Are technologies just tools?

Every human society which has existed thus far has always possessed two things: religion and technology.

Sociological research has brought to light the fact that technologies are not just practical tools, but also complex and profound human forms of expression. The technologies that we create and use reflect our values (for example, automobiles reflect the values of speed, mobility, and individualism).

But what happens when new technologies challenge some people's values? Technology has made humanity extremely powerful. Sociologists study and attempt to explain how this power is being used, for better and for worse.

Is school only good for getting a job?

Many sociologists have shown that the role of schools is not limited to the development of the skills necessary to get a job. Schools contribute to the development of the capacities that enable people to participate in society at the level of the family, the community and the broader public sphere.

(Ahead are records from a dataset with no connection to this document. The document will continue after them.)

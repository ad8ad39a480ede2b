// service/identity.rs
use jsonwebtoken::{decode, Algorithm, DecodingKey, Validation};
use serde::{Deserialize, Serialize};

use crate::config::Config;

use super::error::ServiceError;

/// Claims we read from the identity provider's session token.
#[derive(Debug, Deserialize, Serialize)]
pub struct IdentityClaims {
    pub sub: String,
    pub email: Option<String>,
    pub name: Option<String>,
    #[serde(alias = "phone_number")]
    pub phone: Option<String>,
    pub exp: usize,
}

/// Verified identity of the caller as asserted by the identity provider.
#[derive(Debug, Clone, PartialEq)]
pub struct Principal {
    pub subject: String,
    pub email: String,
    pub name: Option<String>,
    pub phone: Option<String>,
}

#[derive(Clone)]
pub struct IdentityVerifier {
    key: DecodingKey,
    validation: Validation,
}

impl std::fmt::Debug for IdentityVerifier {
    fn fmt(&self, f: &mut std::fmt::Formatter<'_>) -> std::fmt::Result {
        f.debug_struct("IdentityVerifier")
            .field("algorithms", &self.validation.algorithms)
            .field("issuer", &self.validation.iss)
            .finish()
    }
}

impl IdentityVerifier {
    /// The RS256 public key wins when both a key and a shared secret are configured.
    pub fn from_config(config: &Config) -> Result<Self, ServiceError> {
        let (key, algorithm) = match (&config.identity_jwt_public_key, &config.identity_jwt_secret) {
            (Some(pem), _) => {
                let pem = pem.replace("\\n", "\n");
                let key = DecodingKey::from_rsa_pem(pem.as_bytes())
                    .map_err(|e| ServiceError::Identity(format!("invalid public key: {}", e)))?;
                (key, Algorithm::RS256)
            }
            (None, Some(secret)) => (DecodingKey::from_secret(secret.as_bytes()), Algorithm::HS256),
            (None, None) => {
                return Err(ServiceError::Identity(
                    "no identity verification key configured".to_string(),
                ))
            }
        };

        let mut validation = Validation::new(algorithm);
        validation.validate_aud = false;
        if let Some(issuer) = &config.identity_issuer {
            validation.set_issuer(&[issuer]);
            validation.set_required_spec_claims(&["exp", "iss"]);
        }

        Ok(Self { key, validation })
    }

    pub fn verify(&self, token: &str) -> Result<Principal, ServiceError> {
        let claims = decode::<IdentityClaims>(token, &self.key, &self.validation)
            .map_err(|e| ServiceError::Identity(e.to_string()))?
            .claims;

        if claims.sub.trim().is_empty() {
            return Err(ServiceError::Identity("token has no subject".to_string()));
        }

        let email = claims
            .email
            .filter(|email| !email.trim().is_empty())
            .ok_or_else(|| ServiceError::Identity("token has no email claim".to_string()))?;

        Ok(Principal {
            subject: claims.sub,
            email: email.trim().to_lowercase(),
            name: claims.name,
            phone: claims.phone,
        })
    }
}
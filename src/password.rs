// SPDX-License-Identifier: AGPL-3.0-or-later
//
// Copyright (C) 2026 Relational Network

//! Argon2 password hashing.

use argon2::{
    password_hash::{self, SaltString},
    Argon2, PasswordHash, PasswordHasher, PasswordVerifier,
};
use rand::Rng;

fn salt() -> Result<SaltString, password_hash::Error> {
    let mut bytes = [0u8; 16];
    rand::rng().fill(&mut bytes);
    SaltString::encode_b64(&bytes)
}

/// Hash `password` into a PHC string.
pub fn hash(password: &str) -> Result<String, password_hash::Error> {
    let salt = salt()?;
    Argon2::default()
        .hash_password(password.as_bytes(), &salt)
        .map(|h| h.to_string())
}

/// Check `password` against a stored PHC string.
///
/// An unparsable hash never verifies.
pub fn verify(password: &str, hashword: &str) -> bool {
    PasswordHash::new(hashword)
        .map(|hash| {
            Argon2::default()
                .verify_password(password.as_bytes(), &hash)
                .is_ok()
        })
        .unwrap_or(false)
}

#[cfg(test)]
mod tests {
    use super::*;

    #[test]
    fn hash_then_verify() {
        let hashed = hash("correct horse").unwrap();
        assert!(hashed.starts_with("$argon2"));
        assert!(verify("correct horse", &hashed));
        assert!(!verify("battery staple", &hashed));
    }

    #[test]
    fn same_password_gets_distinct_salts() {
        let a = hash("pw").unwrap();
        let b = hash("pw").unwrap();
        assert_ne!(a, b);
    }

    #[test]
    fn garbage_hash_never_verifies() {
        assert!(!verify("pw", "not-a-phc-string"));
    }
}
// SPDX-License-Identifier: AGPL-3.0-or-later
//
// Copyright (C) 2026 Relational Network

//! Cookie Auth Server - Cookie/JWT session authentication
//!
//! This crate provides user registration, login, session lookup and logout
//! over HTTP, plus a guard middleware for protected route groups. Sessions
//! are stateless HS256 tokens carried in an HTTP-only `token` cookie.
//!
//! ## Modules
//!
//! - `api` - HTTP API handlers and router (Axum)
//! - `auth` - Token service, session cookie, session resolution, guard
//! - `store` - Credential store trait and in-memory implementation
//! - `password` - Argon2 password hashing

pub mod api;
pub mod auth;
pub mod config;
pub mod error;
pub mod models;
pub mod password;
pub mod state;
pub mod store;
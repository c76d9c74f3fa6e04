// SPDX-License-Identifier: AGPL-3.0-or-later
//
// Copyright (C) 2026 Relational Network

use axum::Json;
use serde::Serialize;
use utoipa::ToSchema;

/// Simple health check response for liveness probes.
#[derive(Debug, Serialize, ToSchema)]
pub struct HealthResponse {
    pub status: String,
}

/// Health check endpoint handler.
///
/// The service has no external dependencies to probe, so this always
/// reports `ok` once the process is serving.
#[utoipa::path(
    get,
    path = "/health",
    tag = "Health",
    responses(
        (status = 200, description = "Service is healthy", body = HealthResponse)
    )
)]
pub async fn health() -> Json<HealthResponse> {
    Json(HealthResponse {
        status: "ok".to_string(),
    })
}

/// Liveness probe handler.
#[utoipa::path(
    get,
    path = "/health/live",
    tag = "Health",
    responses(
        (status = 200, description = "Service is alive", body = HealthResponse)
    )
)]
pub async fn liveness() -> Json<HealthResponse> {
    health().await
}
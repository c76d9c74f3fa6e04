// SPDX-License-Identifier: AGPL-3.0-or-later
//
// Copyright (C) 2026 Relational Network

use std::sync::Arc;

use crate::auth::{cookie::CookieSettings, TokenService};
use crate::config::{Config, ConfigError};
use crate::store::{CredentialStore, InMemoryStore};

#[derive(Clone)]
pub struct AppState {
    pub store: Arc<dyn CredentialStore>,
    pub tokens: Arc<TokenService>,
    pub cookie: CookieSettings,
}

impl AppState {
    pub fn new(store: Arc<dyn CredentialStore>, tokens: TokenService) -> Self {
        Self {
            store,
            tokens: Arc::new(tokens),
            cookie: CookieSettings::default(),
        }
    }

    /// Build state from loaded configuration with an empty in-memory store.
    pub fn from_config(config: &Config) -> Result<Self, ConfigError> {
        let tokens = TokenService::new(&config.jwt_secret, config.token_ttl)?;
        Ok(Self::new(Arc::new(InMemoryStore::new()), tokens).with_cookie_settings(config.cookie))
    }

    pub fn with_cookie_settings(mut self, cookie: CookieSettings) -> Self {
        self.cookie = cookie;
        self
    }
}
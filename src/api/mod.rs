// SPDX-License-Identifier: AGPL-3.0-or-later
//
// Copyright (C) 2026 Relational Network

use axum::{
    middleware::from_fn_with_state,
    routing::{get, post},
    Router,
};
use tower_http::{cors::CorsLayer, trace::TraceLayer};
use utoipa::{
    openapi::security::{ApiKey, ApiKeyValue, SecurityScheme},
    Modify, OpenApi,
};
use utoipa_swagger_ui::SwaggerUi;

use crate::{
    auth::{cookie::SESSION_COOKIE_NAME, require_session},
    models::{CredentialsRequest, MessageResponse, User, UserId},
    state::AppState,
};

pub mod auth;
pub mod health;
pub mod users;

pub fn router(state: AppState) -> Router {
    let auth_routes = Router::new()
        .route("/register", post(auth::register))
        .route("/login", post(auth::login))
        .route("/user", get(auth::get_current_user))
        .route("/logout", get(auth::logout));

    let api_routes = Router::new()
        .route("/users", get(users::list_users))
        .route_layer(from_fn_with_state(state.clone(), require_session));

    Router::new()
        .route("/health", get(health::health))
        .route("/health/live", get(health::liveness))
        .nest("/auth", auth_routes)
        .nest("/api", api_routes)
        .with_state(state)
        .merge(SwaggerUi::new("/docs").url("/api-doc/openapi.json", ApiDoc::openapi()))
        .layer(CorsLayer::permissive())
        .layer(TraceLayer::new_for_http())
}

#[derive(OpenApi)]
#[openapi(
    paths(
        auth::register,
        auth::login,
        auth::get_current_user,
        auth::logout,
        users::list_users,
        health::health,
        health::liveness
    ),
    components(
        schemas(
            User,
            UserId,
            CredentialsRequest,
            MessageResponse,
            health::HealthResponse
        )
    ),
    modifiers(&SessionCookieScheme),
    tags(
        (name = "Auth", description = "Registration, login and session cookies"),
        (name = "Users", description = "User listing (session required)"),
        (name = "Health", description = "Liveness checks")
    )
)]
pub struct ApiDoc;

struct SessionCookieScheme;

impl Modify for SessionCookieScheme {
    fn modify(&self, openapi: &mut utoipa::openapi::OpenApi) {
        if let Some(components) = openapi.components.as_mut() {
            components.add_security_scheme(
                "session_cookie",
                SecurityScheme::ApiKey(ApiKey::Cookie(ApiKeyValue::new(SESSION_COOKIE_NAME))),
            );
        }
    }
}
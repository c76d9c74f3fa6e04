// SPDX-License-Identifier: AGPL-3.0-or-later
//
// Copyright (C) 2026 Relational Network

//! # Runtime Configuration
//!
//! This module defines environment variable names, default values and the
//! [`Config`] loaded from the environment at startup. Loading fails fast:
//! a missing signing secret stops the process before it binds a socket.
//!
//! ## Environment Variables
//!
//! | Variable | Description | Default |
//! |----------|-------------|---------|
//! | `JWT_SECRET` | HMAC secret for signing session tokens | Required |
//! | `JWT_TTL_SECONDS` | Session token lifetime, 1s to 10 years (no `exp` claim when unset) | Unset |
//! | `HOST` | Server bind address | `0.0.0.0` |
//! | `PORT` | Server bind port | `3001` |
//! | `COOKIE_SECURE` | Add the `Secure` attribute to the session cookie | `false` |
//! | `COOKIE_SAME_SITE` | `lax`, `strict` or `none` | Unset |
//! | `LOG_FORMAT` | Logging format (`json` or `pretty`) | `pretty` |
//! | `RUST_LOG` | Log level filter | `info,tower_http=debug` |

use std::time::Duration;

use crate::auth::cookie::{CookieSettings, SameSite};

/// Environment variable name for the token signing secret.
pub const JWT_SECRET_ENV: &str = "JWT_SECRET";

/// Environment variable name for the token lifetime in seconds.
pub const JWT_TTL_SECONDS_ENV: &str = "JWT_TTL_SECONDS";

pub const HOST_ENV: &str = "HOST";
pub const PORT_ENV: &str = "PORT";
pub const COOKIE_SECURE_ENV: &str = "COOKIE_SECURE";
pub const COOKIE_SAME_SITE_ENV: &str = "COOKIE_SAME_SITE";

/// Environment variable name for the log output format.
///
/// `json` selects structured JSON lines, anything else the pretty formatter.
pub const LOG_FORMAT_ENV: &str = "LOG_FORMAT";

pub const DEFAULT_HOST: &str = "0.0.0.0";
pub const DEFAULT_PORT: u16 = 3001;
pub const DEFAULT_LOG_FILTER: &str = "info,tower_http=debug";

/// Longest accepted session token lifetime (ten years).
pub const MAX_TOKEN_TTL_SECS: u64 = 10 * 365 * 24 * 60 * 60;

/// Configuration errors raised while loading [`Config`].
#[derive(Debug, thiserror::Error, PartialEq, Eq)]
pub enum ConfigError {
    #[error("JWT_SECRET is not defined")]
    MissingJwtSecret,

    #[error("invalid value for {name}: {value}")]
    InvalidValue { name: &'static str, value: String },
}

/// Fully resolved server configuration.
#[derive(Debug, Clone)]
pub struct Config {
    pub jwt_secret: String,
    pub token_ttl: Option<Duration>,
    pub host: String,
    pub port: u16,
    pub cookie: CookieSettings,
    pub json_logs: bool,
}

impl Config {
    /// Load configuration from the process environment.
    pub fn from_env() -> Result<Self, ConfigError> {
        Self::from_lookup(|name| std::env::var(name).ok())
    }

    /// Load configuration from an arbitrary variable lookup.
    pub fn from_lookup<F>(lookup: F) -> Result<Self, ConfigError>
    where
        F: Fn(&str) -> Option<String>,
    {
        let jwt_secret = lookup(JWT_SECRET_ENV)
            .filter(|s| !s.is_empty())
            .ok_or(ConfigError::MissingJwtSecret)?;

        let token_ttl = match lookup(JWT_TTL_SECONDS_ENV) {
            Some(raw) => {
                let secs = raw
                    .trim()
                    .parse::<u64>()
                    .ok()
                    .filter(|secs| (1..=MAX_TOKEN_TTL_SECS).contains(secs))
                    .ok_or_else(|| ConfigError::InvalidValue {
                        name: JWT_TTL_SECONDS_ENV,
                        value: raw.clone(),
                    })?;
                Some(Duration::from_secs(secs))
            }
            None => None,
        };

        let host = lookup(HOST_ENV).unwrap_or_else(|| DEFAULT_HOST.to_string());

        let port: u16 = match lookup(PORT_ENV) {
            Some(raw) => raw.trim().parse().map_err(|_| ConfigError::InvalidValue {
                name: PORT_ENV,
                value: raw.clone(),
            })?,
            None => DEFAULT_PORT,
        };

        let secure = match lookup(COOKIE_SECURE_ENV) {
            Some(raw) => parse_bool(&raw).ok_or(ConfigError::InvalidValue {
                name: COOKIE_SECURE_ENV,
                value: raw,
            })?,
            None => false,
        };

        let same_site = match lookup(COOKIE_SAME_SITE_ENV) {
            Some(raw) => Some(raw.parse::<SameSite>().map_err(|_| ConfigError::InvalidValue {
                name: COOKIE_SAME_SITE_ENV,
                value: raw.clone(),
            })?),
            None => None,
        };

        let json_logs = lookup(LOG_FORMAT_ENV)
            .map(|f| f.eq_ignore_ascii_case("json"))
            .unwrap_or(false);

        Ok(Self {
            jwt_secret,
            token_ttl,
            host,
            port,
            cookie: CookieSettings { secure, same_site },
            json_logs,
        })
    }

    /// Socket address string in `host:port` form.
    pub fn bind_address(&self) -> String {
        format!("{}:{}", self.host, self.port)
    }
}

fn parse_bool(raw: &str) -> Option<bool> {
    match raw.trim().to_lowercase().as_str() {
        "1" | "true" | "yes" | "on" => Some(true),
        "0" | "false" | "no" | "off" => Some(false),
        _ => None,
    }
}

Contemporary research in the field reveals that this remains even more the case today than ever before. Our families are smaller, and children rarely interact with adults other than their parents. It is through school that children make contact with society. It is through education that they learn about its functioning: how to participate in it and how to improve it.

What role does taste play in forming our identities?

What kind of music makes up your favorite playlist?

Are you more likely to purchase an affordable and useful purse from a department store, a cotton fair trade eco-friendly bag in a specialized outlet, or a fancy Louis Vuitton hand bag? Are you into extreme sports or do you prefer taking a leisurely stroll in the city? Tofu sandwich or double cheeseburger?

Sociological research looks at how tastes and purchases often express life choices that allow us to identify with others who make similar choices, and to engage with them in common projects. At the same time, our tastes also differentiate us form those who do not like what we like.

Sociologists are interested in understanding how taste contributes to the formation of our identities.

If race is just about physical differences would accepting these differences permit us to overcome racism?

Skin colour is sometimes taken to be an undeniable and objective fact: as result terms such as “black” or “white” appear natural.

However, a social-historical exploration of the different meanings associated with the idea of race from the 15th century to present day reveals that such terms have not always had the same meaning we attribute to them today.
Sociology can reveal how traits and social markers such as physical features, skin colour, dress or other carriers of individual and collective identity, are in fact the product of social conventions and not of actual biological differences in race.

By drawing attention to the impact of simple terms we take for granted, sociology provides an invaluable contribution to ongoing social and scholarly debates about race.